06 追放された辺境の老賢者は美味しい保存食を作りながら暮らすとストレス皆無で天国に行く前に天国を作ってしまったようじゃ……すまんな!
男主人公
王宮付きの宮廷魔導士だった老賢者、アルパース。保守的な貴族たちに疎まれ、古い時代の魔術に固執する愚か者として辺境の森の奥深くに追放されてしまったものの、張本人は全く気にしていない。
(ふぉっふぉっふぉ。これでようやく、煩わしい会議や儀式から解放され、ワシの保存食研究に没頭できるわい!)
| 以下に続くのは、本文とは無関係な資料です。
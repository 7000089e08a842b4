use std::sync::{Arc, Mutex};

use async_trait::async_trait;
use maze_core::{MazeApi, MazeError, MazeResult, Operation};
use shared::{
    domain::{GridSize, MazeId, PathKind, PointId},
    protocol::{MazeCreation, MazeRecord, MazeSolution, PostMazeRequest},
};

use super::*;

#[derive(Default)]
struct FakeMazeApi {
    mazes: Mutex<Vec<MazeRecord>>,
    solutions: Mutex<Vec<(MazeId, PathKind)>>,
}

#[async_trait]
impl MazeApi for FakeMazeApi {
    async fn list_mazes(&self) -> MazeResult<Vec<MazeRecord>> {
        Ok(self.mazes.lock().expect("lock").clone())
    }

    async fn fetch_maze(&self, maze_id: MazeId) -> MazeResult<MazeRecord> {
        self.mazes
            .lock()
            .expect("lock")
            .iter()
            .find(|record| record.maze_id == maze_id)
            .cloned()
            .ok_or(MazeError::RemoteFailure {
                operation: Operation::FetchMaze,
                status: 404,
            })
    }

    async fn post_maze(&self, request: &PostMazeRequest) -> MazeResult<MazeCreation> {
        let mut mazes = self.mazes.lock().expect("lock");
        let maze_id = MazeId(mazes.len() as i64 + 1);
        mazes.push(MazeRecord {
            maze_id,
            grid_size: request.grid_size,
            entrance: Some(request.entrance.clone()),
            walls: request.walls.clone(),
        });
        Ok(MazeCreation {
            maze_id: Some(maze_id),
            error: None,
        })
    }

    async fn solve(&self, maze_id: MazeId, kind: PathKind) -> MazeResult<MazeSolution> {
        self.solutions.lock().expect("lock").push((maze_id, kind));
        Ok(MazeSolution::with_path(vec![PointId::from_canonical("A1")]))
    }
}

fn gateway() -> (RemoteGateway, Arc<FakeMazeApi>) {
    let api = Arc::new(FakeMazeApi::default());
    (RemoteGateway::new(api.clone()), api)
}

#[tokio::test]
async fn submit_command_reports_new_id_and_fresh_list() {
    let (gateway, api) = gateway();
    let request = PostMazeRequest {
        entrance: PointId::from_canonical("A1"),
        grid_size: GridSize::new(2, 2).expect("grid"),
        walls: vec![PointId::from_canonical("B2")],
    };

    match run_command(&gateway, BackendCommand::Submit { slot: 0, request }).await {
        UiEvent::Submitted {
            slot,
            result: Ok((maze_id, records)),
        } => {
            assert_eq!(slot, 0);
            assert_eq!(maze_id, Some(MazeId(1)));
            assert_eq!(records.len(), 1);
        }
        other => panic!("unexpected event {other:?}"),
    }
    assert_eq!(api.mazes.lock().expect("lock").len(), 1);
}

#[tokio::test]
async fn solve_command_carries_its_ticket_back() {
    let (gateway, api) = gateway();
    api.mazes.lock().expect("lock").push(MazeRecord {
        maze_id: MazeId(3),
        grid_size: GridSize::new(2, 2).expect("grid"),
        entrance: Some(PointId::from_canonical("A1")),
        walls: Vec::new(),
    });
    let mut board = gateway.load_board(None).await.expect("load");
    let ticket = board.begin_solve(1, PathKind::Max).expect("ticket");

    match run_command(&gateway, BackendCommand::Solve { ticket: ticket.clone() }).await {
        UiEvent::Solved {
            ticket: returned,
            result: Ok(path),
        } => {
            assert_eq!(returned, ticket);
            assert_eq!(path, vec![PointId::from_canonical("A1")]);
        }
        other => panic!("unexpected event {other:?}"),
    }
    assert_eq!(
        api.solutions.lock().expect("lock").clone(),
        vec![(MazeId(3), PathKind::Max)]
    );
}

#[tokio::test]
async fn fetch_command_reports_missing_maze() {
    let (gateway, _api) = gateway();
    match run_command(&gateway, BackendCommand::FetchMaze { maze_id: MazeId(9) }).await {
        UiEvent::MazeFetched {
            maze_id,
            result: Err(err),
        } => {
            assert_eq!(maze_id, MazeId(9));
            assert!(matches!(err, MazeError::RemoteFailure { status: 404, .. }));
        }
        other => panic!("unexpected event {other:?}"),
    }
}

#[tokio::test]
async fn load_command_lists_mazes() {
    let (gateway, _api) = gateway();
    let event = run_command(&gateway, BackendCommand::LoadMazes).await;
    assert!(matches!(event, UiEvent::MazesLoaded(Ok(records)) if records.is_empty()));
}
王宮から持ってきた、唯一のアイテムは自身が現代の知識を基に具現化した高性能魔導冷蔵庫、アイスボックス。温度と湿度を完璧に制御し、食材の鮮度を永遠に保つことができる魔法の道具。
追放された森の奥でアルパースは小さな小屋を構え、研究とスローなるライフを始めた。
最初に着手したのは森で豊富に採れる魔法のハーブで強い香りと薬効を持つものと、野生のベリーを活かしたコンフィチュールのジャム作り。
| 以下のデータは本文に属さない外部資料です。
//! Projection of a [`MazeModel`] into a grid of classified cells plus the offered actions.
//!
//! Rendering is always a full recompute. Nothing here is cached between calls.

use std::fmt;

use shared::domain::{GridSize, MazeId, PathKind, PointId};

use crate::{
    classify::{classify, CellCategory},
    geometry,
    model::MazeModel,
};

#[derive(Debug, Clone, Copy, PartialEq, Eq, Hash)]
pub enum Action {
    Create,
    Submit,
    ClearPath,
    Solve(PathKind),
}

impl Action {
    pub fn label(self) -> &'static str {
        match self {
            Action::Create => "CREATE",
            Action::Submit => "SUBMIT",
            Action::ClearPath => "CLEAR PATH",
            Action::Solve(PathKind::Min) => "SOLVE MIN PATH",
            Action::Solve(PathKind::Max) => "SOLVE MAX PATH",
        }
    }
}

impl fmt::Display for Action {
    fn fmt(&self, f: &mut fmt::Formatter<'_>) -> fmt::Result {
        f.write_str(self.label())
    }
}

/// Raw membership of a cell, what an `Input` cell shows while the maze is being drawn.
#[derive(Debug, Clone, Copy, Default, PartialEq, Eq)]
pub struct CellMarks {
    pub wall: bool,
    pub entrance: bool,
}

#[derive(Debug, Clone, PartialEq, Eq)]
pub struct Cell {
    pub col: u32,
    pub row: u32,
    pub point: PointId,
    pub category: CellCategory,
    pub marks: CellMarks,
}

#[derive(Debug, Clone, PartialEq, Eq)]
pub struct MazeView {
    pub maze_id: Option<MazeId>,
    pub grid_size: Option<GridSize>,
    /// Row-major.
    pub cells: Vec<Cell>,
    pub actions: Vec<Action>,
}

impl MazeView {
    pub fn cell(&self, point: &PointId) -> Option<&Cell> {
        self.cells.iter().find(|cell| &cell.point == point)
    }

    pub fn category_of(&self, point: &PointId) -> Option<CellCategory> {
        self.cell(point).map(|cell| cell.category)
    }

    pub fn rows(&self) -> impl Iterator<Item = &[Cell]> {
        let width = self
            .grid_size
            .map(|grid| grid.columns.min(geometry::MAX_COLUMNS) as usize)
            .unwrap_or(0)
            .max(1);
        self.cells.chunks(width)
    }
}

/// Decision table for the action list, first matching row wins.
pub fn actions_for(has_grid: bool, has_maze_id: bool, overlay_active: bool) -> Vec<Action> {
    if !has_grid {
        return vec![Action::Create];
    }
    if !has_maze_id {
        return vec![Action::Submit];
    }
    if overlay_active {
        return vec![Action::ClearPath];
    }
    vec![Action::Solve(PathKind::Min), Action::Solve(PathKind::Max)]
}

pub fn render(model: &MazeModel) -> MazeView {
    let active_path = model.active_path_set();
    let cells = model
        .grid_size()
        .map(|grid| {
            geometry::grid_points(grid)
                .map(|(col, row, point)| {
                    let category = classify(&point, model, active_path);
                    let marks = CellMarks {
                        wall: model.is_wall(&point),
                        entrance: model.entrance() == Some(&point),
                    };
                    Cell {
                        col,
                        row,
                        point,
                        category,
                        marks,
                    }
                })
                .collect()
        })
        .unwrap_or_default();

    MazeView {
        maze_id: model.maze_id(),
        grid_size: model.grid_size(),
        cells,
        actions: actions_for(
            model.grid_size().is_some(),
            model.maze_id().is_some(),
            model.has_overlay(),
        ),
    }
}

#[cfg(test)]
#[path = "tests/render_tests.rs"]
mod tests;
//! Remote requests queued from the UI thread to the backend worker.

use maze_core::SolveTicket;
use shared::{domain::MazeId, protocol::PostMazeRequest};

#[derive(Debug, Clone)]
pub enum BackendCommand {
    LoadMazes,
    FetchMaze { maze_id: MazeId },
    Submit { slot: usize, request: PostMazeRequest },
    Solve { ticket: SolveTicket },
}

impl BackendCommand {
    pub fn name(&self) -> &'static str {
        match self {
            BackendCommand::LoadMazes => "load_mazes",
            BackendCommand::FetchMaze { .. } => "fetch_maze",
            BackendCommand::Submit { .. } => "submit",
            BackendCommand::Solve { .. } => "solve",
        }
    }
}
//! Parsing of typed editor commands.

use shared::domain::{MazeId, PathKind};

pub const HELP: &str = "\
commands:
  show                      redraw every maze
  create <slot> [CxR]       create the grid of a slot (prompts when size is omitted)
  click <slot> <point>      toggle a wall, or the entrance while entrance mode is held
  e | hold-entrance         hold the entrance key for the next click
  release-entrance          release the entrance key
  blur                      focus lost, releases the entrance key
  submit <slot>             send the maze to the server
  solve <slot> min|max      fetch and overlay a solution path
  clear <slot>              clear the displayed path
  reload                    reload every maze from the server
  refresh <maze id>         reload one maze from the server
  quit";

#[derive(Debug, Clone, PartialEq, Eq)]
pub enum UserCommand {
    Show,
    Create { slot: usize, size: Option<String> },
    Click { slot: usize, point: String },
    HoldEntrance,
    ReleaseEntrance,
    Blur,
    Submit { slot: usize },
    Solve { slot: usize, kind: PathKind },
    ClearPath { slot: usize },
    Reload,
    Refresh { maze_id: MazeId },
    Help,
    Quit,
}

pub fn parse_command(line: &str) -> Result<UserCommand, String> {
    let mut words = line.split_whitespace();
    let Some(verb) = words.next() else {
        return Ok(UserCommand::Show);
    };
    let args: Vec<&str> = words.collect();

    let command = match (verb.to_ascii_lowercase().as_str(), args.as_slice()) {
        ("show", []) => UserCommand::Show,
        ("create", [slot]) => UserCommand::Create {
            slot: parse_slot(slot)?,
            size: None,
        },
        ("create", [slot, size]) => UserCommand::Create {
            slot: parse_slot(slot)?,
            size: Some((*size).to_string()),
        },
        ("click", [slot, point]) => UserCommand::Click {
            slot: parse_slot(slot)?,
            point: (*point).to_string(),
        },
        ("e" | "hold-entrance", []) => UserCommand::HoldEntrance,
        ("release-entrance", []) => UserCommand::ReleaseEntrance,
        ("blur", []) => UserCommand::Blur,
        ("submit", [slot]) => UserCommand::Submit {
            slot: parse_slot(slot)?,
        },
        ("solve", [slot, kind]) => UserCommand::Solve {
            slot: parse_slot(slot)?,
            kind: kind.parse::<PathKind>().map_err(|err| err.to_string())?,
        },
        ("clear", [slot]) => UserCommand::ClearPath {
            slot: parse_slot(slot)?,
        },
        ("reload", []) => UserCommand::Reload,
        ("refresh", [maze_id]) => UserCommand::Refresh {
            maze_id: maze_id
                .parse::<i64>()
                .map(MazeId)
                .map_err(|_| format!("{maze_id:?} is not a maze id"))?,
        },
        ("help" | "?", []) => UserCommand::Help,
        ("quit" | "exit", []) => UserCommand::Quit,
        _ => return Err(format!("unrecognised command {line:?}; type help")),
    };
    Ok(command)
}

fn parse_slot(raw: &str) -> Result<usize, String> {
    raw.parse::<usize>()
        .map_err(|_| format!("{raw:?} is not a slot number"))
}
(ベリーは酸味が強く、そのままでは食べづらいが低糖度ジャムの技術と、魔導冷蔵庫による真空低温殺菌を組み合わせれば保存食になるじゃろう)
熟練の職人技を再現する真空低圧煮込み釜はベリーを低温低圧で煮詰めることで、果実の色や風味や栄養素を損なうことなく砂糖の使用量を最小限に抑える。
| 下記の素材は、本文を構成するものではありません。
use crossbeam_channel::{bounded, Receiver};
use maze_core::{CellCategory, MazeError, Operation};
use shared::{
    domain::{MazeId, PointId},
    protocol::MazeRecord,
};

use super::*;

fn p(name: &str) -> PointId {
    PointId::from_canonical(name)
}

fn record(maze_id: i64) -> MazeRecord {
    MazeRecord {
        maze_id: MazeId(maze_id),
        grid_size: GridSize::new(3, 3).expect("grid"),
        entrance: Some(p("A1")),
        walls: vec![p("C1")],
    }
}

fn app() -> (MazeApp, Receiver<BackendCommand>) {
    let (cmd_tx, cmd_rx) = bounded(16);
    let default_grid = GridSize::new(10, 10).expect("grid");
    (
        MazeApp::new(cmd_tx, Some("alice".to_string()), default_grid),
        cmd_rx,
    )
}

fn loaded_app() -> (MazeApp, Receiver<BackendCommand>) {
    let (mut app, cmd_rx) = app();
    app.handle_event(UiEvent::MazesLoaded(Ok(vec![record(5)])));
    (app, cmd_rx)
}

fn take_solve_ticket(cmd_rx: &Receiver<BackendCommand>) -> maze_core::SolveTicket {
    match cmd_rx.try_recv().expect("queued command") {
        BackendCommand::Solve { ticket } => ticket,
        other => panic!("unexpected command {other:?}"),
    }
}

fn alerts(outputs: &[Output]) -> Vec<&str> {
    outputs
        .iter()
        .filter_map(|output| match output {
            Output::Alert(text) => Some(text.as_str()),
            _ => None,
        })
        .collect()
}

#[test]
fn start_requests_the_maze_list() {
    let (mut app, cmd_rx) = app();
    assert!(app.start().is_empty());
    assert!(matches!(cmd_rx.try_recv(), Ok(BackendCommand::LoadMazes)));
}

#[test]
fn loaded_list_draws_header_and_every_slot() {
    let (mut app, _cmd_rx) = app();
    let outputs = app.handle_event(UiEvent::MazesLoaded(Ok(vec![record(5), record(6)])));
    assert_eq!(outputs[0], Output::Info("USER : alice".to_string()));
    let draws = outputs
        .iter()
        .filter(|output| matches!(output, Output::Draw(_)))
        .count();
    assert_eq!(draws, 3);
}

#[test]
fn create_without_size_prompts_and_uses_default() {
    let (mut app, _cmd_rx) = app();
    let prompt = app.handle_line("create 0");
    assert!(matches!(&prompt[0], Output::Info(text) if text.contains("such as 5x5")));

    let outputs = app.handle_line("");
    assert!(matches!(&outputs[0], Output::Draw(text) if text.starts_with("[0] new maze 10x10")));
}

#[test]
fn malformed_create_alerts_without_state_change() {
    let (mut app, _cmd_rx) = app();
    let outputs = app.handle_line("create 0 0x5");
    assert_eq!(
        alerts(&outputs),
        vec!["Grid Size does not have the proper format such as 10x10"]
    );
    assert!(app
        .board
        .slot(NEW_MAZE_SLOT)
        .expect("slot")
        .grid_size()
        .is_none());
}

#[test]
fn submit_without_entrance_alerts_and_sends_nothing() {
    let (mut app, cmd_rx) = app();
    app.handle_line("create 0 3x3");
    app.handle_line("click 0 B2");

    let outputs = app.handle_line("submit 0");
    assert!(alerts(&outputs)[0].starts_with("Maze entrance is not defined"));
    assert!(cmd_rx.try_recv().is_err());
}

#[test]
fn drawn_maze_is_queued_for_submission() {
    let (mut app, cmd_rx) = app();
    app.handle_line("create 0 3x3");
    app.handle_line("click 0 b2");
    app.handle_line("e");
    app.handle_line("click 0 A1");

    app.handle_line("submit 0");
    match cmd_rx.try_recv().expect("queued") {
        BackendCommand::Submit { slot, request } => {
            assert_eq!(slot, 0);
            assert_eq!(request.entrance, p("A1"));
            assert_eq!(request.walls, vec![p("B2")]);
        }
        other => panic!("unexpected command {other:?}"),
    }
}

#[test]
fn blur_drops_held_entrance_key() {
    let (mut app, _cmd_rx) = app();
    app.handle_line("create 0 3x3");
    app.handle_line("hold-entrance");
    app.handle_line("blur");
    app.handle_line("click 0 A1");

    let model = app.board.slot(NEW_MAZE_SLOT).expect("slot");
    assert!(model.entrance().is_none());
    assert!(model.is_wall(&p("A1")));
}

#[test]
fn successful_submit_rehydrates_every_slot() {
    let (mut app, _cmd_rx) = app();
    app.handle_line("create 0 3x3");

    let outputs = app.handle_event(UiEvent::Submitted {
        slot: 0,
        result: Ok((Some(MazeId(42)), vec![record(5), record(42)])),
    });
    assert_eq!(
        outputs.last(),
        Some(&Output::Info("maze #42 created".to_string()))
    );
    assert_eq!(app.board.len(), 3);
    assert!(app
        .board
        .slot(NEW_MAZE_SLOT)
        .expect("slot")
        .grid_size()
        .is_none());
}

#[test]
fn solve_completion_overlays_path() {
    let (mut app, cmd_rx) = loaded_app();
    app.handle_line("solve 1 min");
    let ticket = take_solve_ticket(&cmd_rx);

    let outputs = app.handle_event(UiEvent::Solved {
        ticket,
        result: Ok(vec![p("A1"), p("A2"), p("B2")]),
    });
    assert!(matches!(&outputs[0], Output::Draw(text) if text.contains("[CLEAR PATH]")));

    let view = app.board.view(1).expect("view");
    assert_eq!(view.category_of(&p("A2")), Some(CellCategory::Path));
    assert_eq!(view.category_of(&p("A1")), Some(CellCategory::Entrance));
}

#[test]
fn late_completion_of_superseded_solve_is_dropped() {
    let (mut app, cmd_rx) = loaded_app();
    app.handle_line("solve 1 min");
    let min_ticket = take_solve_ticket(&cmd_rx);
    app.handle_line("solve 1 max");
    let max_ticket = take_solve_ticket(&cmd_rx);

    app.handle_event(UiEvent::Solved {
        ticket: max_ticket,
        result: Ok(vec![p("C3")]),
    });
    let outputs = app.handle_event(UiEvent::Solved {
        ticket: min_ticket,
        result: Ok(vec![p("A2")]),
    });

    assert!(outputs.is_empty());
    let model = app.board.slot(1).expect("slot");
    assert!(model.max_path_set().is_some());
    assert!(model.min_path_set().is_none());
}

#[test]
fn failed_solve_alerts_with_status() {
    let (mut app, cmd_rx) = loaded_app();
    app.handle_line("solve 1 min");
    let ticket = take_solve_ticket(&cmd_rx);

    let outputs = app.handle_event(UiEvent::Solved {
        ticket,
        result: Err(MazeError::RemoteFailure {
            operation: Operation::Solve(PathKind::Min),
            status: 500,
        }),
    });
    assert_eq!(
        alerts(&outputs),
        vec!["Failure to solve min path for maze. Error = 500"]
    );
}

#[test]
fn solve_with_dead_backend_alerts_and_stays_solvable() {
    let (mut app, cmd_rx) = loaded_app();
    drop(cmd_rx);

    let outputs = app.handle_line("solve 1 min");
    assert_eq!(
        alerts(&outputs),
        vec!["Backend request worker is not running; restart the editor"]
    );
    let view = app.board.view(1).expect("view");
    assert!(!app.board.slot(1).expect("slot").has_overlay());
    assert_eq!(
        view.actions,
        vec![
            maze_core::Action::Solve(PathKind::Min),
            maze_core::Action::Solve(PathKind::Max)
        ]
    );
}

#[test]
fn second_solve_while_path_shown_is_refused() {
    let (mut app, cmd_rx) = loaded_app();
    app.handle_line("solve 1 max");
    let ticket = take_solve_ticket(&cmd_rx);
    app.handle_event(UiEvent::Solved {
        ticket,
        result: Ok(vec![p("B1")]),
    });

    let outputs = app.handle_line("solve 1 min");
    assert_eq!(
        alerts(&outputs),
        vec!["Clear the displayed path before solving again"]
    );
    assert!(cmd_rx.try_recv().is_err());
}

#[test]
fn submitted_slot_is_not_resubmitted_or_recreated() {
    let (mut app, cmd_rx) = loaded_app();

    assert_eq!(
        alerts(&app.handle_line("submit 1")),
        vec!["Maze is already submitted"]
    );
    assert!(cmd_rx.try_recv().is_err());

    assert_eq!(
        alerts(&app.handle_line("create 1 5x5")),
        vec!["Maze grid size is already defined"]
    );
    assert_eq!(
        alerts(&app.handle_line("create 1")),
        vec!["Maze grid size is already defined"]
    );
    assert_eq!(
        app.board.slot(1).expect("slot").grid_size(),
        Some(GridSize::new(3, 3).expect("grid"))
    );
}

#[test]
fn reload_cancels_an_open_size_prompt() {
    let (mut app, _cmd_rx) = app();
    app.handle_line("create 0");

    let outputs = app.handle_event(UiEvent::MazesLoaded(Ok(vec![record(5)])));
    assert!(matches!(&outputs[0], Output::Info(text) if text.contains("cancelled")));

    let outputs = app.handle_line("5x5");
    assert!(matches!(&outputs[0], Output::Info(text) if text.contains("unrecognised command")));
    assert!(app
        .board
        .slot(NEW_MAZE_SLOT)
        .expect("slot")
        .grid_size()
        .is_none());
    assert_eq!(
        app.board.slot(1).expect("slot").grid_size(),
        Some(GridSize::new(3, 3).expect("grid"))
    );
}

#[test]
fn clear_removes_overlay() {
    let (mut app, cmd_rx) = loaded_app();
    app.handle_line("solve 1 min");
    let ticket = take_solve_ticket(&cmd_rx);
    app.handle_event(UiEvent::Solved {
        ticket,
        result: Ok(vec![p("A2")]),
    });

    app.handle_line("clear 1");
    assert!(!app.board.slot(1).expect("slot").has_overlay());
}

#[test]
fn load_failure_is_alerted() {
    let (mut app, _cmd_rx) = app();
    let outputs = app.handle_event(UiEvent::MazesLoaded(Err(MazeError::RemoteFailure {
        operation: Operation::LoadMazes,
        status: 403,
    })));
    assert_eq!(alerts(&outputs), vec!["Failure to load mazes. Error = 403"]);
}

#[test]
fn unknown_slot_and_bad_input_are_reported() {
    let (mut app, _cmd_rx) = app();
    assert_eq!(
        alerts(&app.handle_line("create 9 3x3")),
        vec!["There is no maze in slot 9"]
    );
    assert!(matches!(
        &app.handle_line("fly away")[0],
        Output::Info(text) if text.contains("unrecognised command")
    ));
    assert_eq!(app.handle_line("quit"), vec![Output::Quit]);
}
ハーブ浸漬制御ま魔法、ハーブの香りをジャムに最適な時間だけ移し、苦味が出ないように取り出す。
魔導真空充填魔法は完成したコンフィチュールを殺菌したガラス瓶に真空状態で充填し、長期保存を可能にする。完成したコンフィチュールを焼きたての硬いパンに塗って味わう。
「うむ!酸味と甘みの完璧なバランス!強いハーブの香りが味に深みを与えておる。素材本来の風味が凝縮されておるわい。ふむふむ」
コンフィチュールの瓶は見た目も美しく、魔法のハーブのおかげで食べる者に活力を与える効果もある。まったりと食べて楽しむ。
森の近くに住む一人の若い女性ハンター、ブランシカがアルパースの小屋を訪れた。森で獲れた獲物を売り、生活しているとか。アルパースが差し出したコンフィチュールをパンにつけて食べると、美味しさと身体に満ちる温かい力に驚く。
「こんなジャム……美味しいだけでなく体が軽くなる気がします。魔法のようです。美味しい」
「ふぉっふぉっふぉ。魔法じゃよブランシカ。食の魔法じゃ。森の恵みを形で残す研究をしておるのじゃ」
老賢者は追放者ではなく、森の奥で静かに暮らす美食の仙人のように見えたブランシカはこれから研究に協力し、森の素材を届けることを申し出る。
まったりもっちりとした保存食研究生活は、こうして始まった。老賢者とスローライフ友達になった女性はストレス皆無の生活を送っていく。